UK Industry Asks for Further Tax Cuts

Concerted action by the UK industry to improve efficiency across the sector is leading to an estimated 22% – over £2 billion – reduction in the cost of operating existing assets by the end of 2016, reads a report by Oil & Gas UK released on Wednesday, adding that production in the first half of the year is about 3% higher than the same period in 2014. 

“Strong investment in asset integrity over the last four years, coupled with measures being taken to improve the efficiency of assets offshore, have resulted in better output from many existing fields and we expect the rate of decline in production from those fields to slow significantly over the next two years.

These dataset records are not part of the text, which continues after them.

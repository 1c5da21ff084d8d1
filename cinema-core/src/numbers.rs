//! Numeric conversion helpers centralizing safe money casts.

use num_traits::cast::cast;

/// Round a f64 half away from zero and clamp it to the i64 range.
///
/// Non-finite inputs collapse to 0 so a bad price never leaks into a total.
#[must_use]
pub fn round_f64_to_i64(value: f64) -> i64 {
    if !value.is_finite() {
        return 0;
    }
    let min = cast::<i64, f64>(i64::MIN).unwrap_or(f64::MIN);
    let max = cast::<i64, f64>(i64::MAX).unwrap_or(f64::MAX);
    let clamped = value.clamp(min, max).round();
    cast::<f64, i64>(clamped).unwrap_or(0)
}

/// Floor a f64 and clamp it to the i64 range, returning 0 for non-finite values.
#[must_use]
pub fn floor_f64_to_i64(value: f64) -> i64 {
    if !value.is_finite() {
        return 0;
    }
    let min = cast::<i64, f64>(i64::MIN).unwrap_or(f64::MIN);
    let max = cast::<i64, f64>(i64::MAX).unwrap_or(f64::MAX);
    let clamped = value.clamp(min, max).floor();
    cast::<f64, i64>(clamped).unwrap_or(0)
}

/// Convert i64 to f64 while allowing precision loss in a single location.
#[must_use]
pub fn i64_to_f64(value: i64) -> f64 {
    cast::<i64, f64>(value).unwrap_or(0.0)
}

/// Convert a count into i64, saturating at `i64::MAX`.
#[must_use]
pub fn usize_to_i64(value: usize) -> i64 {
    i64::try_from(value).unwrap_or(i64::MAX)
}

#[cfg(test)]
mod tests {
    use super::*;

    #[test]
    fn rounding_handles_non_finite() {
        assert_eq!(round_f64_to_i64(f64::NAN), 0);
        assert_eq!(round_f64_to_i64(f64::INFINITY), 0);
        assert_eq!(floor_f64_to_i64(f64::NEG_INFINITY), 0);
    }

    #[test]
    fn rounding_goes_half_away_from_zero() {
        assert_eq!(round_f64_to_i64(2.5), 3);
        assert_eq!(round_f64_to_i64(-2.5), -3);
        assert_eq!(round_f64_to_i64(12_345.4), 12_345);
        assert_eq!(floor_f64_to_i64(9.99), 9);
    }

    #[test]
    fn counts_convert_without_wrapping() {
        assert_eq!(usize_to_i64(7), 7);
        assert!((i64_to_f64(150_000) - 150_000.0).abs() < f64::EPSILON);
    }
}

Taken together with the start-up of the sizeable Golden Eagle field, the Government’s provisional data show that production in the first half of 2015 was 3 per cent higher than the same period in 2014, an indication that over this year, we are likely to see annual production increase” Mike Tholen, Oil & Gas UK’s economic director, conceded.  

The British Association also asked the Government to further cut taxes on oil and gas activities.

“The Government’s restructuring of the tax regime to provide a more fiscally competitive proposition and its funding of seismic surveys to open up new areas for exploration are steps in the right direction but with lower commodity prices expected over a prolonged period, it is now time to consider further lightening of the tax burden to help drive maximum economic recovery of our oil and gas” Deirdre Michie, Oil & Gas UK’s chief executive, said in a note.